Schauen wir uns das Bild von Jakobs Traum nochmals an. Wir sehen die Dunkelheit. Das tiefe Blau der Treppe und die bergenden Hände, die Flammen und Knospen. Jakob, wie er in dieser Einsamkeit auf dem kargen Boden liegt. Wie er mit geschlossenen Augen der Stimme von oben lauscht.
In diese Situation hinein wollen wir die Worte der Bergpredigt aus dem Matthäus Evangelium hören:

Selig, die arm sind vor Gott,
denn ihnen gehört das Himmelreich.

Selig, die Trauernden,
denn sie werden getröstet werden.

Selig, die keine Gewalt anwenden,
denn sie werden das Land erben.

Selig, die hungern und dürsten nach der Gerechtigkeit,
denn sie werden satt werden.

Selig, die Barmherzigen,
denn sie werden Erbarmen finden.

Selig, die ein reines Herz haben,
denn sie werden Gott schauen.

Selig die Frieden stiften,
denn sie werden Kinder Gottes genannt werden.

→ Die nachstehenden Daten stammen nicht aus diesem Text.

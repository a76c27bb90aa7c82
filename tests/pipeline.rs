//! End-to-end pipeline tests: tokens and embeddings in, tags and
//! statistics out.

use fewviz::{
    cosine_range, dataset_props, infer_tags, similarity_batch, split_tokens_tags, tags_to_binary,
    to_feature_matrix, to_lower_case, value_range, FlatSimilarities, InferConfig, SimMetric,
    TokenInput,
};
use ndarray::{arr1, Array3};

/// Two sequences, padded to three positions; sequence 1 only uses
/// position 0. Feature dimension 3, support aligned with feature 0.
fn fixture() -> (TokenInput, Array3<f64>, ndarray::Array1<f64>) {
    let tokens = TokenInput::Nested(vec![
        vec!["Paris".into(), "is".into(), "nice".into()],
        vec!["Berlin".into()],
    ]);
    let mut embeddings = Array3::zeros((2, 3, 3));
    embeddings[[0, 0, 0]] = 5.0; // "Paris": aligned with support
    embeddings[[0, 1, 1]] = 1.0; // "is": orthogonal
    embeddings[[0, 2, 1]] = 0.5; // "nice": orthogonal
    embeddings[[0, 2, 2]] = 0.5;
    embeddings[[1, 0, 0]] = 2.0; // "Berlin": mostly aligned
    embeddings[[1, 0, 1]] = 0.5;
    let support = arr1(&[1.0, 0.0, 0.0]);
    (tokens, embeddings, support)
}

#[test]
fn similarity_to_tags_pipeline() {
    let (tokens, embeddings, support) = fixture();

    let sims = similarity_batch(&tokens, embeddings.view(), support.view()).unwrap();
    assert_eq!(sims.len(), 2);
    assert_eq!(sims[0].len(), 3);
    assert_eq!(sims[1].len(), 1);

    let (min, max) = cosine_range(&sims).unwrap();
    assert!((min - 0.0).abs() < 1e-12);
    assert!((max - 1.0).abs() < 1e-12);

    let tags = infer_tags(&sims, SimMetric::Cosine, &InferConfig::default()).unwrap();
    assert_eq!(tags[0], vec!["T", "O", "O"]);
    assert_eq!(tags[1], vec!["T"]);

    assert_eq!(tags_to_binary(&tags), vec![1, 0, 0, 1]);
}

#[test]
fn flat_columns_match_batch_order() {
    let (tokens, embeddings, support) = fixture();
    let sims = similarity_batch(&tokens, embeddings.view(), support.view()).unwrap();

    let flat = FlatSimilarities::from_batch(&sims);
    assert_eq!(flat.cosine.len(), 4);
    assert_eq!(flat.metric(SimMetric::EucDist).len(), 4);
    // Last column entry is sequence 1, position 0.
    assert!((flat.dot_prod[3] - 2.0).abs() < 1e-12);

    // The ragged euc_dist rows feed value_range directly.
    let ragged: Vec<Vec<f64>> = sims
        .iter()
        .map(|row| row.iter().map(|s| s.euc_dist).collect())
        .collect();
    let (lo, hi) = value_range(&ragged).unwrap();
    assert!(lo <= hi);
    assert!(hi <= 1.0);
}

#[test]
fn padding_then_feature_matrix() {
    let (tokens, embeddings, _) = fixture();

    let padded = tokens.pad().unwrap();
    assert_eq!(padded.lengths(), vec![3, 3]);

    // The feature matrix uses the true lengths, not the padded ones.
    let feat_mat = to_feature_matrix(embeddings.view(), &tokens.lengths()).unwrap();
    assert_eq!(feat_mat.dim(), (4, 3));
    assert!((feat_mat[[0, 0]] - 5.0).abs() < 1e-12);
    assert!((feat_mat[[3, 0]] - 2.0).abs() < 1e-12);
}

#[test]
fn dataset_split_and_profile() {
    let dataset = vec![
        (
            vec!["John".to_string(), "visited".to_string(), "Paris".to_string()],
            vec!["B-PER".to_string(), "O".to_string(), "B-LOC".to_string()],
        ),
        (
            vec!["He".to_string(), "slept".to_string()],
            vec!["O".to_string(), "O".to_string()],
        ),
    ];

    let (tokens, tags) = split_tokens_tags(dataset);
    let lowered = to_lower_case(&tokens);
    assert_eq!(lowered[0][2], "paris");

    let props = dataset_props(&tokens, &tags).unwrap();
    assert_eq!(props.sent_count, 2);
    assert_eq!(props.tokens_count, 5);
    assert_eq!(props.ne_count, 2);
    assert!((props.ne_ratio - 0.4).abs() < 1e-12);
    assert!((props.ne_types["PER"] - 0.5).abs() < 1e-12);
    assert!((props.ne_types["LOC"] - 0.5).abs() < 1e-12);
    assert_eq!(
        props.to_string(),
        "#sentences = 2, #tokens = 5, #ne = 2, #ne / #tokens = 0.400"
    );
}

#[test]
fn flat_input_is_a_one_sequence_batch() {
    let tokens = TokenInput::Flat(vec!["Paris".into(), "is".into()]);
    let mut embeddings = Array3::zeros((1, 2, 2));
    embeddings[[0, 0, 0]] = 1.0;
    embeddings[[0, 1, 1]] = 1.0;
    let support = arr1(&[1.0, 0.0]);

    let sims = similarity_batch(&tokens, embeddings.view(), support.view()).unwrap();
    assert_eq!(sims.len(), 1);
    assert_eq!(sims[0].len(), 2);
    assert!((sims[0][0].cosine - 1.0).abs() < 1e-12);
}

Selig, die um der Gerechtigkeit willen verfolgt werden,
denn ihnen gehört das Himmelreich.

Selig seid ihr, wenn ihr um meinetwillen beschimpft und verfolgt werdet, und auf alle mögliche Weise verleumdet werdet.
Freut euch und jubelt: Euer Lohn im Himmel wird gross sein.


In allem, was das Leben uns zumutet, können wir Gottes be-glückenden Ruf hören, seine Umarmung entdecken. Aber oft erkennen wir Gottes Gegenwart erst rückblickend. So auch Jakob: «Und Jakob erwachte aus seinem Schlaf und sagte: Wirklich, der Herr ist an diesem Ort und ich wusste es nicht.» (16).

«Furcht überkam ihn und er sagte: Wie ehrfurchtgebietend ist doch dieser Ort! Hier ist nichts anderes als das Haus Gottes und das Tor des Himmels!» (17)

Der Ausdruck «Furcht» klingt in unseren Ohren heute negativ. Diesen Klang hatte er in der frühen Kirche und im alten Mönchtum jedoch nicht. Furcht meint vielmehr, dass ein Mensch betroffen die Nähe und Herrlichkeit Gottes erfährt. Wenn Gottes Gegenwart einen Menschen tief berührt. Und diese Erfahrung bedrückt nicht, sondern befreit von Angst und schenkt das Gefühl von Angenommen-sein und Glückseligkeit.
Lassen wir uns von Gottes Gegenwart überraschen und versuchen wir «In der Wirklichkeit seine Umarmung zu entdecken».